Deusa do amor e da magia, da
maternidade e da fertilidade, Ísis foi a primogênita do deus da Terra, Geb, e
da deusa do Firmamento, Nut, segundo acreditavam os antigos egípcios. É a deusa
da simplicidade, protetora dos mortos e das crianças de quem "todos os
começos" surgiram, a senhora dos eventos mágicos e da natureza.
Religiões à parte, Ísis foi o nome que
seu Edmundo e dona Felícia escolheram para sua única filha mulher, caçula da família
de três irmãos, nascida em 29 de agosto de 1941. Comunista e guerrilheira,
pianista e atiradora emérita, Ísis Dias de Oliveira foi assassinada sob tortura
em 31 de janeiro de 1972. Seu corpo nunca foi encontrado.
Retrato de Ísis Dias de Oliveira - Arquivo Pessoal de José Luiz Del Roio |
Quarenta e cinco anos depois de seu
desaparecimento, celebramos sua memória, sua luta e sua vida com a CORRIDA POR
ÍSIS, que hoje passou por locais importantes da trajetória da jovem paulistana,
filha de um casal de classe média, uma das heroínas brasileiras tombadas na
luta contra a ditadura militar.
Mergulho na memória e na história,
nossa corrida começou nos altos do Sumaré e foi despencando morro abaixo,
descendo do espigão da Paulista em direção a Higienópolis, onde faríamos nossa
primeira parada em frente ao primeiro marco da vida política de Ísis: o
histórico prédio da USP (Universidade de São Paulo) na rua Maria Antônia.
Formada no clássico no tradicional
colégio Santa Marcelina, Ísis chegou à faculdade dona de ampla cultura.
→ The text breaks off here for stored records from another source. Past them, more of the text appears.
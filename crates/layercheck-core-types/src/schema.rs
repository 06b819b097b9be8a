//! Canonical schema constants for structured logging
//!
//! These constants keep field keys consistent between the logging macros,
//! the CLI and test assertions.

// Canonical field keys for structured logging
pub const FIELD_COMPONENT: &str = "component";
pub const FIELD_OP: &str = "op";
pub const FIELD_EVENT: &str = "event";
pub const FIELD_DURATION_MS: &str = "duration_ms";

// Collection sizes
pub const FIELD_LAYER_COUNT: &str = "layer_count";
pub const FIELD_RULE_COUNT: &str = "rule_count";

// Error fields
pub const FIELD_ERR_KIND: &str = "err_kind";
pub const FIELD_ERR_CODE: &str = "err_code";

// Canonical event names
pub const EVENT_START: &str = "start";
pub const EVENT_END: &str = "end";
pub const EVENT_END_ERROR: &str = "end_error";
//! Configuration management.
//!
//! Configuration is read from an optional TOML file and then overridden by
//! environment variables prefixed with `RESEARCH_CREW`, using `__` to reach
//! nested keys (e.g. `RESEARCH_CREW_RETRIEVAL__TOP_K=6`).
//!
//! # Configuration File Format
//!
//! ```toml
//! [api_keys]
//! openai = "sk-..."
//! serpapi = "..."
//!
//! [endpoints]
//! openai_base = "https://api.openai.com/v1"
//! serpapi_base = "https://serpapi.com"
//! mirror_base = "https://sci-hub.se"
//! wikipedia_base = "https://en.wikipedia.org"
//!
//! [models]
//! chat_model = "gpt-4-1106-preview"
//! embedding_model = "text-embedding-ada-002"
//! temperature = 0.0
//!
//! [downloads]
//! directory = "./downloads"
//!
//! [retrieval]
//! chunk_size = 200
//! chunk_overlap = 50
//! top_k = 4
//! embedding_batch_size = 64
//!
//! [pdf]
//! max_page_chars = 20000
//!
//! [http]
//! timeout_secs = 120
//! connect_timeout_secs = 10
//!
//! [agents]
//! max_iterations = 15
//! ```
//!
//! API keys left out of the file are looked up in `OPENAI_API_KEY` and
//! `SERPAPI_API_KEY` at the moment a request is made.

use serde::{Deserialize, Serialize};
use std::path::{Path, PathBuf};

/// Environment variable holding the language model provider key
pub const OPENAI_API_KEY_VAR: &str = "OPENAI_API_KEY";

/// Environment variable holding the search API key
pub const SERPAPI_API_KEY_VAR: &str = "SERPAPI_API_KEY";

const ENV_PREFIX: &str = "RESEARCH_CREW";
const CONFIG_FILE_NAME: &str = "research-crew.toml";

/// Application configuration
#[derive(Debug, Clone, Default, Serialize, Deserialize)]
pub struct Config {
    /// API keys for external services
    #[serde(default)]
    pub api_keys: ApiKeys,

    /// Base URLs of the external services
    #[serde(default)]
    pub endpoints: Endpoints,

    /// Language and embedding model settings
    #[serde(default)]
    pub models: ModelConfig,

    /// Download settings
    #[serde(default)]
    pub downloads: DownloadConfig,

    /// Chunking and retrieval settings
    #[serde(default)]
    pub retrieval: RetrievalConfig,

    /// PDF extraction settings
    #[serde(default)]
    pub pdf: PdfConfig,

    /// Outbound HTTP settings
    #[serde(default)]
    pub http: HttpConfig,

    /// Agent execution settings
    #[serde(default)]
    pub agents: AgentConfig,
}

/// API keys for external services.
///
/// Both are optional here; unset keys are resolved from the process
/// environment at call time.
#[derive(Debug, Clone, Default, Serialize, Deserialize)]
pub struct ApiKeys {
    #[serde(default)]
    pub openai: Option<String>,

    #[serde(default)]
    pub serpapi: Option<String>,
}

#[derive(Debug, Clone, Serialize, Deserialize)]
pub struct Endpoints {
    #[serde(default = "default_openai_base")]
    pub openai_base: String,

    #[serde(default = "default_serpapi_base")]
    pub serpapi_base: String,

    #[serde(default = "default_mirror_base")]
    pub mirror_base: String,

    #[serde(default = "default_wikipedia_base")]
    pub wikipedia_base: String,
}

impl Default for Endpoints {
    fn default() -> Self {
        Self {
            openai_base: default_openai_base(),
            serpapi_base: default_serpapi_base(),
            mirror_base: default_mirror_base(),
            wikipedia_base: default_wikipedia_base(),
        }
    }
}

fn default_openai_base() -> String {
    "https://api.openai.com/v1".to_string()
}

fn default_serpapi_base() -> String {
    "https://serpapi.com".to_string()
}

fn default_mirror_base() -> String {
    "https://sci-hub.se".to_string()
}

fn default_wikipedia_base() -> String {
    "https://en.wikipedia.org".to_string()
}

#[derive(Debug, Clone, Serialize, Deserialize)]
pub struct ModelConfig {
    #[serde(default = "default_chat_model")]
    pub chat_model: String,

    #[serde(default = "default_embedding_model")]
    pub embedding_model: String,

    #[serde(default)]
    pub temperature: f32,
}

impl Default for ModelConfig {
    fn default() -> Self {
        Self {
            chat_model: default_chat_model(),
            embedding_model: default_embedding_model(),
            temperature: 0.0,
        }
    }
}

fn default_chat_model() -> String {
    "gpt-4-1106-preview".to_string()
}

fn default_embedding_model() -> String {
    "text-embedding-ada-002".to_string()
}

/// Download configuration
#[derive(Debug, Clone, Serialize, Deserialize)]
pub struct DownloadConfig {
    /// Directory where fetched PDFs are written
    #[serde(default = "default_download_dir")]
    pub directory: PathBuf,
}

impl Default for DownloadConfig {
    fn default() -> Self {
        Self {
            directory: default_download_dir(),
        }
    }
}

fn default_download_dir() -> PathBuf {
    PathBuf::from("./downloads")
}

/// Chunking and retrieval configuration
#[derive(Debug, Clone, Serialize, Deserialize)]
pub struct RetrievalConfig {
    /// Chunk size in tokens
    #[serde(default = "default_chunk_size")]
    pub chunk_size: usize,

    /// Tokens shared by consecutive chunks
    #[serde(default = "default_chunk_overlap")]
    pub chunk_overlap: usize,

    /// Fragments retrieved per question
    #[serde(default = "default_top_k")]
    pub top_k: usize,

    /// Chunks sent per embedding request
    #[serde(default = "default_embedding_batch_size")]
    pub embedding_batch_size: usize,
}

impl Default for RetrievalConfig {
    fn default() -> Self {
        Self {
            chunk_size: default_chunk_size(),
            chunk_overlap: default_chunk_overlap(),
            top_k: default_top_k(),
            embedding_batch_size: default_embedding_batch_size(),
        }
    }
}

fn default_chunk_size() -> usize {
    200
}

fn default_chunk_overlap() -> usize {
    50
}

fn default_top_k() -> usize {
    4
}

fn default_embedding_batch_size() -> usize {
    64
}

#[derive(Debug, Clone, Serialize, Deserialize)]
pub struct PdfConfig {
    /// Upper bound on characters kept from a single page
    #[serde(default = "default_max_page_chars")]
    pub max_page_chars: usize,
}

impl Default for PdfConfig {
    fn default() -> Self {
        Self {
            max_page_chars: default_max_page_chars(),
        }
    }
}

fn default_max_page_chars() -> usize {
    20_000
}

#[derive(Debug, Clone, Serialize, Deserialize)]
pub struct HttpConfig {
    #[serde(default = "default_timeout")]
    pub timeout_secs: u64,

    #[serde(default = "default_connect_timeout")]
    pub connect_timeout_secs: u64,
}

impl Default for HttpConfig {
    fn default() -> Self {
        Self {
            timeout_secs: default_timeout(),
            connect_timeout_secs: default_connect_timeout(),
        }
    }
}

fn default_timeout() -> u64 {
    120
}

fn default_connect_timeout() -> u64 {
    10
}

#[derive(Debug, Clone, Serialize, Deserialize)]
pub struct AgentConfig {
    /// Model round-trips an agent may spend on one task
    #[serde(default = "default_max_iterations")]
    pub max_iterations: usize,
}

impl Default for AgentConfig {
    fn default() -> Self {
        Self {
            max_iterations: default_max_iterations(),
        }
    }
}

fn default_max_iterations() -> usize {
    15
}

/// Configuration errors
#[derive(Debug, thiserror::Error)]
pub enum ConfigError {
    #[error("Failed to load configuration: {0}")]
    Load(#[from] config::ConfigError),

    #[error("IO error: {0}")]
    Io(#[from] std::io::Error),

    #[error("Serialize error: {0}")]
    Serialize(String),

    /// A required API credential is neither configured nor in the environment
    #[error("Missing credential: set {0}")]
    MissingCredential(&'static str),
}

impl Config {
    /// Save configuration to a TOML file
    pub fn save(&self, path: &Path) -> Result<(), ConfigError> {
        let content =
            toml::to_string_pretty(self).map_err(|e| ConfigError::Serialize(e.to_string()))?;

        if let Some(parent) = path.parent().filter(|p| !p.as_os_str().is_empty()) {
            std::fs::create_dir_all(parent)?;
        }
        std::fs::write(path, content)?;
        Ok(())
    }
}

/// Load configuration from a file, with environment overrides
pub fn load_config(path: &Path) -> Result<Config, ConfigError> {
    let settings = config::Config::builder()
        .add_source(config::File::from(path))
        .add_source(env_source())
        .build()?;

    Ok(settings.try_deserialize()?)
}

/// Get the configuration from environment overrides and defaults only
pub fn get_config() -> Result<Config, ConfigError> {
    let settings = config::Config::builder().add_source(env_source()).build()?;
    Ok(settings.try_deserialize()?)
}

fn env_source() -> config::Environment {
    config::Environment::with_prefix(ENV_PREFIX)
        .prefix_separator("_")
        .separator("__")
}

/// Find a configuration file in the default locations.
///
/// Looks for `./research-crew.toml`, then `<config dir>/research-crew/config.toml`.
pub fn find_config_file() -> Option<PathBuf> {
    let local = PathBuf::from(CONFIG_FILE_NAME);
    if local.is_file() {
        return Some(local);
    }

    dirs::config_dir()
        .map(|dir| dir.join("research-crew").join("config.toml"))
        .filter(|path| path.is_file())
}

/// Resolve a credential: the configured value wins, otherwise the
/// environment variable is read now.
pub fn resolve_credential(
    configured: Option<&str>,
    env_var: &'static str,
) -> Result<String, ConfigError> {
    if let Some(key) = configured.filter(|k| !k.trim().is_empty()) {
        return Ok(key.to_string());
    }

    std::env::var(env_var)
        .ok()
        .filter(|k| !k.trim().is_empty())
        .ok_or(ConfigError::MissingCredential(env_var))
}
Era
pianista, pintava, também se dedicava à escultura e ao estudo de idiomas –inglês,
francês e espanhol.
Ingressou no curso de ciências sociais
da USP em 1965 e descobriu o movimento estudantil. Acabou entrando no Partido
Comunista Brasileiro pelas mãos de José Luiz Del Roio.
Sete meses mais novo que Isis, Del Roio
participava das lutas estudantis havia quase dez anos. Atuara na reconstrução
da União Paulista dos Estudantes Secundaristas na segunda metade da década de
1950. No início dos anos 1960, já como militante do PCB, chegou a atuar na área
do sindicalismo rural.
Depois do golpe militar, sofre um
processo, tem contra si um Inquérito Policial Militar em que é acusado de ter
participado do comício da Central do Brasil, no Rio de Janeiro, apoiando e
aplaudindo o discurso reformista de João Goulart.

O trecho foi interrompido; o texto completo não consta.